Ask HN: Is there a better employment route to high earnings than FAANG? - japanaway
I’m a 20something software engineer on a year sabbatical from a FAANG company and thinking about my employment options. My earnings are relatively high I think (at senior now, ~350k total comp with bonuses and auto-sell RSUs). However, the idea that I’ve already reached the max expected value for the effort I’m willing to expend as an employee in the industry is a little dreary to me (note: I am very lucky and also feel bad about saying that).<p>Does anyone know of a route to equivalent earnings outside of FAANG? Assuming that I am willing to live anywhere and work on any type of software, but do not want to go into management or start a company.<p>edit: thank you for the responses
======
jonahbenton
Not on a salaried basis.

One path is to migrate your thinking from the terms of labor and income to
terms of capital and asset development and accumulation.
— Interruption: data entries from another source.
impl TableDefinition {
    /// Creates a table without columns.
    #[must_use]
    pub fn new(name: impl Into<String>) -> Self {
        Self {
            name: name.into(),
            columns: Vec::new(),
        }
    }

    /// Adds a column.
    #[must_use]
    pub fn column(mut self, column: ColumnSpec) -> Self {
        self.columns.push(column);
        self
    }

    /// Describes the table the way the catalog would report it.
    #[must_use]
    pub fn to_descriptor(&self) -> TableDescriptor {
        TableDescriptor {
            name: self.name.clone(),
            columns: self.columns.iter().map(ColumnSpec::to_descriptor).collect(),
        }
    }
}

/// Row-level access policy limiting rows to their owning principal.
#[derive(Debug, Clone, PartialEq, Eq, Serialize, Deserialize)]
pub struct AccessPolicy {
    /// Policy name.
    pub name: String,
    /// Column holding the owning principal.
    pub owner_column: String,
    /// SQL expression yielding the current principal.
    pub principal_expression: String,
}

/// A single structured schema change.
#[derive(Debug, Clone, PartialEq, Eq, Serialize, Deserialize)]
#[serde(tag = "change", rename_all = "snake_case")]
pub enum SchemaChange {
    /// Create a table, optionally enabling row security and a policy in the
    /// same step.
    CreateTable {
        /// Table definition.
        table: TableDefinition,
        /// Whether row-level security is enabled on creation.
        row_security: bool,
        /// Access policy installed on creation.
        policy: Option<AccessPolicy>,
    },

    /// Drop a table.
    DropTable {
        /// Table name.
        name: String,
        /// Whether to use IF EXISTS.
        if_exists: bool,
    },

    /// Add a column to an existing table.
    AddColumn {
        /// Table name.
        table: String,
        /// Column definition.
        column: ColumnSpec,
    },

    /// Drop a column.
    DropColumn {
        /// Table name.
        table: String,
        /// Column name.
        column: String,
    },

    /// Add a foreign key constraint.
    AddForeignKey {
        /// Table name.
        table: String,
        /// Constraint name.
        name: String,
        /// Referencing column.
        column: String,
        /// Referenced column.
        references: ColumnRef,
    },

    /// Drop a named constraint.
    DropConstraint {
        /// Table name.
        table: String,
        /// Constraint name.
        name: String,
    },

    /// Create an index.
    CreateIndex {
        /// Index name.
        name: String,
        /// Table name.
        table: String,
        /// Indexed columns.
        columns: Vec<String>,
    },

    /// Drop an index.
    DropIndex {
        /// Index name.
        name: String,
    },

    /// Enable row-level security on a table.
    EnableRowSecurity {
        /// Table name.
        table: String,
    },

    /// Disable row-level security on a table.
    DisableRowSecurity {
        /// Table name.
        table: String,
    },

    /// Create an access policy.
    CreatePolicy {
        /// Table name.
        table: String,
        /// Policy definition.
        policy: AccessPolicy,
    },

    /// Drop an access policy.
    DropPolicy {
        /// Table name.
        table: String,
        /// Policy name.
        name: String,
    },
}

impl SchemaChange {
    /// Returns the change that undoes this one.
    ///
    /// Returns `None` for destructive changes whose prior state is unknown.
    #[must_use]
    pub fn reverse(&self) -> Option<Self> {
        match self {
            Self::CreateTable { table, .. } => Some(Self::DropTable {
                name: table.name.clone(),
                if_exists: true,
            }),
            Self::AddColumn { table, column } => Some(Self::DropColumn {
                table: table.clone(),
                column: column.name.clone(),
            }),
            Self::AddForeignKey { table, name, .. } => Some(Self::DropConstraint {
                table: table.clone(),
                name: name.clone(),
            }),
            Self::CreateIndex { name, .. } => Some(Self::DropIndex { name: name.clone() }),
            Self::EnableRowSecurity { table } => Some(Self::DisableRowSecurity {
                table: table.clone(),
            }),
            Self::DisableRowSecurity { table } => Some(Self::EnableRowSecurity {
                table: table.clone(),
            }),
            Self::CreatePolicy { table, policy } => Some(Self::DropPolicy {
                table: table.clone(),
                name: policy.name.clone(),
            }),
            Self::DropTable { .. }
            | Self::DropColumn { .. }
            | Self::DropConstraint { .. }
            | Self::DropIndex { .. }
            | Self::DropPolicy { .. } => None,
        }
    }

    /// Returns the operation kind.
    #[must_use]
    pub fn kind(&self) -> OperationKind {
        match self {
            Self::CreateTable { .. } => OperationKind::CreateTable,
            Self::DropTable { .. } => OperationKind::DropTable,
            Self::AddColumn { .. } => OperationKind::AddColumn,
            Self::DropColumn { .. } => OperationKind::DropColumn,
            Self::AddForeignKey { .. } => OperationKind::AddConstraint,
            Self::DropConstraint { .. } => OperationKind::DropConstraint,
            Self::CreateIndex { .. } => OperationKind::AddIndex,
            Self::DropIndex { .. } => OperationKind::DropIndex,
            Self::EnableRowSecurity { .. } | Self::DisableRowSecurity { .. } => {
                OperationKind::AlterTable
            }
            Self::CreatePolicy { .. } => OperationKind::AddPolicy,
            Self::DropPolicy { .. } => OperationKind::DropPolicy,
        }
    }

    /// Risk of applying this change to a live database.
    #[must_use]
    pub fn default_risk(&self) -> RiskTier {
        match self {
            Self::CreateTable { .. } | Self::AddColumn { .. } | Self::CreatePolicy { .. } => {
                RiskTier::Low
            }
            Self::AddForeignKey { .. } | Self::CreateIndex { .. } | Self::EnableRowSecurity { .. } => {
                RiskTier::Medium
            }
            Self::DropTable { .. }
            | Self::DropColumn { .. }
            | Self::DropConstraint { .. }
            | Self::DropIndex { .. }
            | Self::DisableRowSecurity { .. }
            | Self::DropPolicy { .. } => RiskTier::High,
        }
    }

    /// Returns true if applying this change installs an access policy.
    #[must_use]
    pub fn installs_access_policy(&self) -> bool {
        matches!(
            self,
            Self::CreateTable {
                policy: Some(_),
                ..
            } | Self::CreatePolicy { .. }
        )
    }

    /// Returns a human-readable description.
    #[must_use]
    pub fn description(&self) -> String {
        match self {
            Self::CreateTable {
                table,
                policy: Some(policy),
                ..
            } => format!(
                "Create table '{}' with access policy '{}'",
                table.name, policy.name
            ),
            Self::CreateTable { table, .. } => format!("Create table '{}'", table.name),
            Self::DropTable { name, .. } => format!("Drop table '{}'", name),
            Self::AddColumn { table, column } => {
                format!("Add column '{}' to table '{}'", column.name, table)
            }
            Self::DropColumn { table, column } => {
                format!("Drop column '{}' from table '{}'", column, table)
            }
            Self::AddForeignKey {
                table,
                name,
                references,
                ..
            } => format!(
                "Add foreign key '{}' on table '{}' referencing '{}'",
                name, table, references.table
            ),
            Self::DropConstraint { table, name } => {
                format!("Drop constraint '{}' from table '{}'", name, table)
            }
            Self::CreateIndex { name, table, .. } => {
                format!("Create index '{}' on table '{}'", name, table)
            }
            Self::DropIndex { name } => format!("Drop index '{}'", name),
            Self::EnableRowSecurity { table } => {
                format!("Enable row level security on table '{}'", table)
            }
            Self::DisableRowSecurity { table } => {
                format!("Disable row level security on table '{}'", table)
            }
            Self::CreatePolicy { table, policy } => {
                format!("Create access policy '{}' on table '{}'", policy.name, table)
            }
            Self::DropPolicy { table, name } => {
                format!("Drop access policy '{}' from table '{}'", name, table)
            }
        }
    }
}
In software this
usually means starting a business (eg SAAS) which becomes an asset by
establishing a reliable income stream from a customer base. That income stream
asset can be sold, yielding a net capital accumulation of more than 300k per
year for the time that was put into it.

This is of course extremely difficult to do, with a very high (99.9+%) failure
rate, and success is almost always more dependent on non-technical skill
factors.

I would advise instead seeking the path of gratitude, finding the capacity to
more deeply appreciate your incredible good fortune, and address your psychic
discomfort in the value of your labor by performing work that tangibly helps
others less fortunate than you.

Good luck to you.

------
throwlaplace
It feels dreary because you feel you have nothing left to strive for because
you're only measuring your progress by your salary. Find another way to feel
accomplished. 350k total comp is enormous and I don't know how you could
expect to be even that valuable let alone more valuable to an enterprise
(unless you're exceptional, in which case you would not be asking this
question).

BTW I'm not judging you. I'm just saying I don't know why you would expect
that that is not indeed your top earning potential given your skillset.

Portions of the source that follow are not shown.